Recent well-publicized reports of citizens being injured or killed by police officers have produced public discourse on what civil liability law enforcement officers face for the use of excessive force. The pattern of grievous personal injury followed by administrative leave, no criminal charges, and an eventual return to employment has left the families of Eric Garner, Philando Castile, and Alton Sterling asking what civil remedies are available against law enforcement officers. The chief source of tort liability for excessive force cases is 42 U.S.C. § 1983, which provides a civil action for money damages “to any citizen of the United States or other person within the jurisdiction thereof [for] the deprivation of any rights, privileges, or immunities secured by the Constitution and laws. . . .”[1] The United States Supreme Court has interpreted 42 U.S.C. § 1983 to create tort liability for police officers acting outside the scope of their lawful authority.[2] But even though police officers can be sued for violating civil rights, victims and their families seeking monetary compensation must still overcome a high hurdle before their cases will be heard: the doctrine of qualified immunity. There are various kinds of governmental immunity under the law.
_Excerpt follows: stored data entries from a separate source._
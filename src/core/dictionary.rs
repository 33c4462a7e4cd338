use serde_json::Value;

use super::{error::DictionaryError, locale::LocaleCode, phrase::PhraseTree};

/// All phrases for one locale.
#[derive(Debug, Clone)]
pub struct Dictionary {
    pub locale: LocaleCode,
    pub phrases: PhraseTree,
}

impl Dictionary {
    /// The locale is normalized, so `"EN"` and `"en"` name the same dictionary.
    pub fn new(locale: impl Into<LocaleCode>, phrases: PhraseTree) -> Self {
        Self {
            locale: locale.into(),
            phrases,
        }
    }

    pub fn from_json(locale: impl Into<LocaleCode>, value: &Value) -> Result<Self, DictionaryError> {
        Ok(Self::new(locale, PhraseTree::from_json(value)?))
    }
}
//! Phrasebook - token-based translation for applications
//!
//! Phrases live in nested per-locale dictionaries and are addressed by
//! dot-separated tokens such as `nav.home`. A [`core::Provider`] picks the
//! initial locale from the available dictionaries, an explicit default and
//! the host's preferences, then resolves tokens with numeric variant
//! selection (`{"0": "no items", "1": "one item", "2": "{{count}} items"}`),
//! context phrases and `{{placeholder}}` interpolation. Anything that cannot
//! be translated falls back to the token and is reported as a warning.
//!
//! ## Module Structure
//!
//! - `core`: Translation engine and message file loading
//! - `config`: Configuration file loading and parsing
//! - `render`: Attribute-driven rendering over host-provided elements
//! - `cli`: Command-line interface layer
//! - `mcp`: Model Context Protocol server implementation

pub mod cli;
pub mod config;
pub mod core;
pub mod mcp;
pub mod render;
Federal and state governments, for example, are protected by what is called sovereign immunity, which protects them from suit unless they have passed legislation specifically allowing them to be sued.[3] “The doctrine of sovereign immunity from suit, rooted in the ancient common law, was originally based on the monarchical, semireligious tenet that ‘the King can do no wrong.’”[4] Both the federal government and the Commonwealth of Virginia have waived their sovereign immunity in...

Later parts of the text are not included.